» WHAT YOU WILL DO
Transcribe exactly the line containing "Err(returned) => job" plus every later line in the data.

» Stored items
= Beginning of Section =

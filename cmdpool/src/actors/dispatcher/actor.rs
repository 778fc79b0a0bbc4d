use super::messages::DispatcherMessage;
use crate::cancel::CancelSignal;
use crate::errors::{self, DispatchError};
use crate::job::JobDescriptor;
use std::collections::VecDeque;
use tokio::{select, sync::mpsc, task::JoinHandle};
use tracing::{debug, Instrument};

pub struct Dispatcher {
    inbox: mpsc::Receiver<DispatcherMessage>,
    jobs: VecDeque<JobDescriptor>,
    cancel: CancelSignal,
    dispatched: usize,
}

impl Dispatcher {
    pub fn spawn(
        inbox: mpsc::Receiver<DispatcherMessage>,
        jobs: Vec<JobDescriptor>,
        cancel: CancelSignal,
    ) -> JoinHandle<errors::Result<()>> {
        let actor = Self {
            inbox,
            jobs: jobs.into(),
            cancel,
            dispatched: 0,
        };
        tokio::spawn(async move { actor.run().await }.in_current_span())
    }

    // returning drops the inbox, which closes the stream for waiting workers
    async fn run(mut self) -> errors::Result<()> {
        while let Some(job) = self.jobs.pop_front() {
            self.hand_off(job).await?;
        }
        debug!(dispatched = self.dispatched, "all jobs dispatched");
        Ok(())
    }

    /// Wait for an idle worker and give it `job`.
    async fn hand_off(&mut self, mut job: JobDescriptor) -> errors::Result<()> {
        loop {
            let msg = select! {
                biased;
                _ = self.cancel.closed() => return Err(self.canceled()),
                msg = self.inbox.recv() => msg,
            };
            match msg {
                Some(DispatcherMessage::NextJob { response }) => {
                    if self.cancel.is_closed() {
                        return Err(self.canceled());
                    }
                    match response.send(job) {
                        Ok(()) => {
                            self.dispatched += 1;
                            return Ok(());
                        }
                        // the requesting worker went away, offer the job to the next one
                        Err(returned) => job = returned,
                    }
                }
                None => {
                    return Err(DispatchError::WorkersExhausted {
                        remaining: self.jobs.len() + 1,
                    })
                }
            }
        }
    }

    fn canceled(&self) -> DispatchError {
        debug!(
            dispatched = self.dispatched,
            remaining = self.jobs.len() + 1,
            "dispatch canceled"
        );
        DispatchError::Canceled
    }
}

= End of Section =

» SOLUTION
                        Err(returned) => job = returned,
                    }
                }
                None => {
                    return Err(DispatchError::WorkersExhausted {
                        remaining: self.jobs.len() + 1,
                    })
                }
            }
        }
    }

    fn canceled(&self) -> DispatchError {
        debug!(
            dispatched = self.dispatched,
            remaining = self.jobs.len() + 1,
            "dispatch canceled"
        );
        DispatchError::Canceled
    }
}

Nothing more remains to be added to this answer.